A criminosa conhecida como "Japinha do CV" foi dada como morta na megaoperação das polícias em comunidades do Rio há duas semanas. Dias depois, a morte foi descartada após ser constatado que apenas homens perderam a vida na ação. Agora, um novo capítulo se escreve: Maria Eduarda, a Penélope, foi às redes sociais e negou que alguém da família tenha comentado sua suposta morte no confronto.
Vale lembrar que uma pessoa se identificou como irmã dela e pediu o fim do compartilhamento das fotos da jovem sem vida e com o rosto desfigurado na web. Maria/Penélope afirmou ainda que hoje em dia vive longe do crime, porém sem falar aquela palavra. "Essa tal de Japinha que estão falando aí… Não sou eu.

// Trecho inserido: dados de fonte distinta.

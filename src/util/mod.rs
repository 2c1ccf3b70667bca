//! Contains some utility functions and structures

mod unique_vectors;
pub use crate::util::unique_vectors::*;
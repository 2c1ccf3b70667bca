//! Makes available common structures needed to work with single crystals
//!
//! You may write `use polyxtal::prelude::*` in your code and obtain
//! access to commonly used functionality.

pub use crate::base::{ComponentSystem, Config, ParamSlip, ParamSlipModel, StressUnits, SymmetryName};
pub use crate::elasticity::{ElasticRecord, ElasticSingleCrystal, Moduli, SymmetryModuli, ThermalSingleCrystal};
pub use crate::orientation::{CrystalSymmetry, OrientationConvention, Quat, SymmetryRegistry};
pub use crate::slip::{slip_group, SlipCrystal, SlipGroup, SlipModel, SlipRequest};
pub use crate::tensor::{TensorData, TensorSystem};
pub use crate::util::unique_vectors;
pub use crate::Mat3;
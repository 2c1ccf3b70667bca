use crate::StrError;
use serde::{Deserialize, Serialize};
use std::fmt;

/// Defines the convention for the components of 6-vectors and 6×6 matrices acting on symmetric tensors
///
/// The 6-vector ordering is `[00, 11, 22, 12, 02, 01]` in all systems. The systems differ in
/// how the off-diagonal (shear) entries are scaled:
///
/// * `VoigtGamma` -- the 6×6 matrix acts on engineering shears `γ = 2ε`; the matrix is symmetric
/// * `VoigtEpsilon` -- the 6×6 matrix acts on tensor shears `ε`; the lower-left block is half the upper-right
/// * `Mandel` -- orthonormal basis; shear components are scaled by `√2`
///
/// See Brannon (2018) Rotation, Reflection, and Frame Changes, IOP Publishing.
#[derive(Clone, Copy, Debug, Eq, Hash, PartialEq, Deserialize, Serialize)]
#[serde(rename_all = "SCREAMING_SNAKE_CASE")]
pub enum ComponentSystem {
    VoigtGamma,
    VoigtEpsilon,
    Mandel,
}

/// Defines the crystal symmetries with a moduli handler
#[derive(Clone, Copy, Debug, Eq, Hash, PartialEq, Deserialize, Serialize)]
#[serde(rename_all = "lowercase")]
pub enum SymmetryName {
    Triclinic,
    Isotropic,
    Cubic,
    Hexagonal,
}

impl ComponentSystem {
    /// Returns all component systems
    pub fn all() -> [ComponentSystem; 3] {
        [
            ComponentSystem::VoigtGamma,
            ComponentSystem::VoigtEpsilon,
            ComponentSystem::Mandel,
        ]
    }

    /// Parses the name of a component system (case is ignored)
    pub fn from_name(name: &str) -> Result<Self, StrError> {
        match name.to_uppercase().as_str() {
            "VOIGT_GAMMA" => Ok(ComponentSystem::VoigtGamma),
            "VOIGT_EPSILON" => Ok(ComponentSystem::VoigtEpsilon),
            "MANDEL" => Ok(ComponentSystem::Mandel),
            _ => Err("component system is not recognized; choices (ignore case) are: VOIGT_GAMMA, VOIGT_EPSILON, MANDEL"),
        }
    }

    /// Returns the name of the component system
    pub fn name(&self) -> &'static str {
        match self {
            ComponentSystem::VoigtGamma => "VOIGT_GAMMA",
            ComponentSystem::VoigtEpsilon => "VOIGT_EPSILON",
            ComponentSystem::Mandel => "MANDEL",
        }
    }
}

impl SymmetryName {
    /// Parses the name of a symmetry (case is ignored)
    pub fn from_name(name: &str) -> Result<Self, StrError> {
        match name.to_lowercase().as_str() {
            "triclinic" => Ok(SymmetryName::Triclinic),
            "isotropic" => Ok(SymmetryName::Isotropic),
            "cubic" => Ok(SymmetryName::Cubic),
            "hexagonal" => Ok(SymmetryName::Hexagonal),
            _ => Err("symmetry is not recognized; choices are: triclinic, isotropic, cubic, hexagonal"),
        }
    }

    /// Returns the name of the symmetry
    pub fn name(&self) -> &'static str {
        match self {
            SymmetryName::Triclinic => "triclinic",
            SymmetryName::Isotropic => "isotropic",
            SymmetryName::Cubic => "cubic",
            SymmetryName::Hexagonal => "hexagonal",
        }
    }

    /// Returns the number of independent moduli
    pub fn n_moduli(&self) -> usize {
        match self {
            SymmetryName::Triclinic => 21,
            SymmetryName::Isotropic => 2,
            SymmetryName::Cubic => 3,
            SymmetryName::Hexagonal => 5,
        }
    }
}

impl fmt::Display for ComponentSystem {
    fn fmt(&self, f: &mut fmt::Formatter<'_>) -> fmt::Result {
        write!(f, "{}", self.name())
    }
}

impl fmt::Display for SymmetryName {
    fn fmt(&self, f: &mut fmt::Formatter<'_>) -> fmt::Result {
        write!(f, "{}", self.name())
    }
}

////////////////////////////////////////////////////////////////////////////////////////////////////////////////////////
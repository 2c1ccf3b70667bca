use super::{k_g_from_e_nu, isotropic_c11_c12, ElasticSingleCrystal, Moduli};
use crate::base::{ComponentSystem, Config, StressUnits, SymmetryName};
use crate::StrError;
use serde::{Deserialize, Serialize};
use serde_json::Value;
use std::collections::HashMap;

/// Holds a linear elasticity entry of a materials database
///
/// Example (JSON):
///
/// ```text
/// {
///     "name": "copper",
///     "symmetry": "cubic",
///     "moduli": {"c11": 168.4, "c12": 121.4, "c44": 75.4},
///     "units": "GPa",
///     "system": "VOIGT_GAMMA",
///     "reference": "Simmons and Wang (1971)"
/// }
/// ```
///
/// Symmetries without a moduli handler (e.g., tetragonal) are treated as triclinic and must
/// provide the 21 upper-triangle values as `"moduli": {"cij": [...]}`. A top-level `cij` list
/// is also accepted.
#[derive(Clone, Debug, Deserialize, Serialize)]
pub struct ElasticRecord {
    /// Name of the material
    pub name: String,

    /// Crystal symmetry (e.g., "cubic" or "tetragonal")
    pub symmetry: String,

    /// Named coefficients (c11, c12, c13, c33, c44, E, nu) or the `cij` list
    #[serde(default)]
    pub moduli: HashMap<String, Value>,

    /// The 21 upper-triangle values given outside of `moduli`
    #[serde(default, skip_serializing_if = "Option::is_none")]
    pub cij: Option<Vec<f64>>,

    /// Units symbol (e.g., "GPa")
    pub units: String,

    /// Component system name (e.g., "VOIGT_GAMMA")
    pub system: String,

    /// Bibliographic reference
    #[serde(default)]
    pub reference: String,
}

impl ElasticRecord {
    /// Reads a record from a JSON string
    pub fn from_json(json: &str) -> Result<Self, StrError> {
        serde_json::from_str(json).map_err(|_| "cannot parse elastic record")
    }

    /// Returns the symmetry used to build the moduli
    ///
    /// Symmetries without a moduli handler fall back to triclinic.
    pub fn symmetry_to_use(&self) -> SymmetryName {
        SymmetryName::from_name(&self.symmetry).unwrap_or(SymmetryName::Triclinic)
    }

    /// Returns the units
    pub fn stress_units(&self) -> Result<StressUnits, StrError> {
        StressUnits::from_name(&self.units)
    }

    /// Returns the component system
    pub fn component_system(&self) -> Result<ComponentSystem, StrError> {
        ComponentSystem::from_name(&self.system)
    }

    /// Returns the moduli in the record's component system and units
    pub fn to_moduli(&self) -> Result<Moduli, StrError> {
        match self.symmetry_to_use() {
            SymmetryName::Triclinic => Moduli::from_flat(SymmetryName::Triclinic, &self.cij_list()?),
            SymmetryName::Isotropic => {
                if let (Ok(c11), Ok(c12)) = (self.get("c11"), self.get("c12")) {
                    Ok(Moduli::Isotropic { c11, c12 })
                } else if let (Ok(e), Ok(nu)) = (self.get("E"), self.get("nu")) {
                    let (k, g) = k_g_from_e_nu(e, nu);
                    let (c11, c12) = isotropic_c11_c12(k, g);
                    Ok(Moduli::Isotropic { c11, c12 })
                } else {
                    Err("isotropic record requires c11 and c12, or E and nu")
                }
            }
            SymmetryName::Cubic => self
                .get_all(&["c11", "c12", "c44"])
                .map(|v| Moduli::Cubic {
                    c11: v[0],
                    c12: v[1],
                    c44: v[2],
                })
                .map_err(|_| "cubic record requires c11, c12 and c44"),
            SymmetryName::Hexagonal => self
                .get_all(&["c11", "c12", "c13", "c33", "c44"])
                .map(|v| Moduli::Hexagonal {
                    c11: v[0],
                    c12: v[1],
                    c13: v[2],
                    c33: v[3],
                    c44: v[4],
                })
                .map_err(|_| "hexagonal record requires c11, c12, c13, c33 and c44"),
        }
    }

    /// Allocates the elastic single crystal
    ///
    /// The stiffness is delivered in `output_system` and in the record's units.
    pub fn to_single_crystal(&self, output_system: ComponentSystem) -> Result<ElasticSingleCrystal, StrError> {
        let mut config = Config::new();
        config
            .set_name(&self.name)?
            .set_input_system(self.component_system()?)?
            .set_output_system(output_system)?
            .set_input_units(self.stress_units()?)?;
        ElasticSingleCrystal::new(self.to_moduli()?, &config)
    }

    fn get(&self, key: &str) -> Result<f64, StrError> {
        self.moduli.get(key).and_then(Value::as_f64).ok_or("coefficient is missing")
    }

    fn cij_list(&self) -> Result<Vec<f64>, StrError> {
        match (self.moduli.get("cij"), &self.cij) {
            (Some(value), _) => value
                .as_array()
                .ok_or(CIJ_NOT_NUMBERS)?
                .iter()
                .map(|v| v.as_f64().ok_or(CIJ_NOT_NUMBERS))
                .collect(),
            (None, Some(cij)) => Ok(cij.clone()),
            (None, None) => Err("triclinic record requires the cij list with 21 values"),
        }
    }

    fn get_all(&self, keys: &[&str]) -> Result<Vec<f64>, StrError> {
        keys.iter().map(|k| self.get(k)).collect()
    }
}

const CIJ_NOT_NUMBERS: StrError = "the cij entry must be a list of numbers";

////////////////////////////////////////////////////////////////////////////////////////////////////////////////////////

Essa menina não existe", cravou em vídeo (veja abaixo nesta matéria).
No desabafo, Penélope disse ter sido vítima de uma criação da imprensa. "Japinha não existe. Nem eu, nem outra menina que vincularam. Foi uma coisa que a mídia criou", falou. "Meu nome é Maria Eduarda, conhecida como Penélope. Tenho minha vida, minha história. Tem coisas da minha vida que eu prefiro deixar no passado, e que eu não levo mais para minha vida hoje em dia, não faço parte", completou.
"Então, eu estou viva, sim. Isso tudo foi o que a internet criou. Em nenhum momento, eu, minha família e ninguém próximo a mim veio falar. A internet já vinculou fotos e imagens de uma vida passada, que não levo mais, e falando que eu tinha morrido", frisou Maria Eduarda/Penélope.
Vale lembrar que dias atrás um historiador classificou as atitudes de "Japinha" de cruéis, e que logo a internet passou a apontar que o corpo atribuído a ela não poderia ser por conta de alguns detalhes.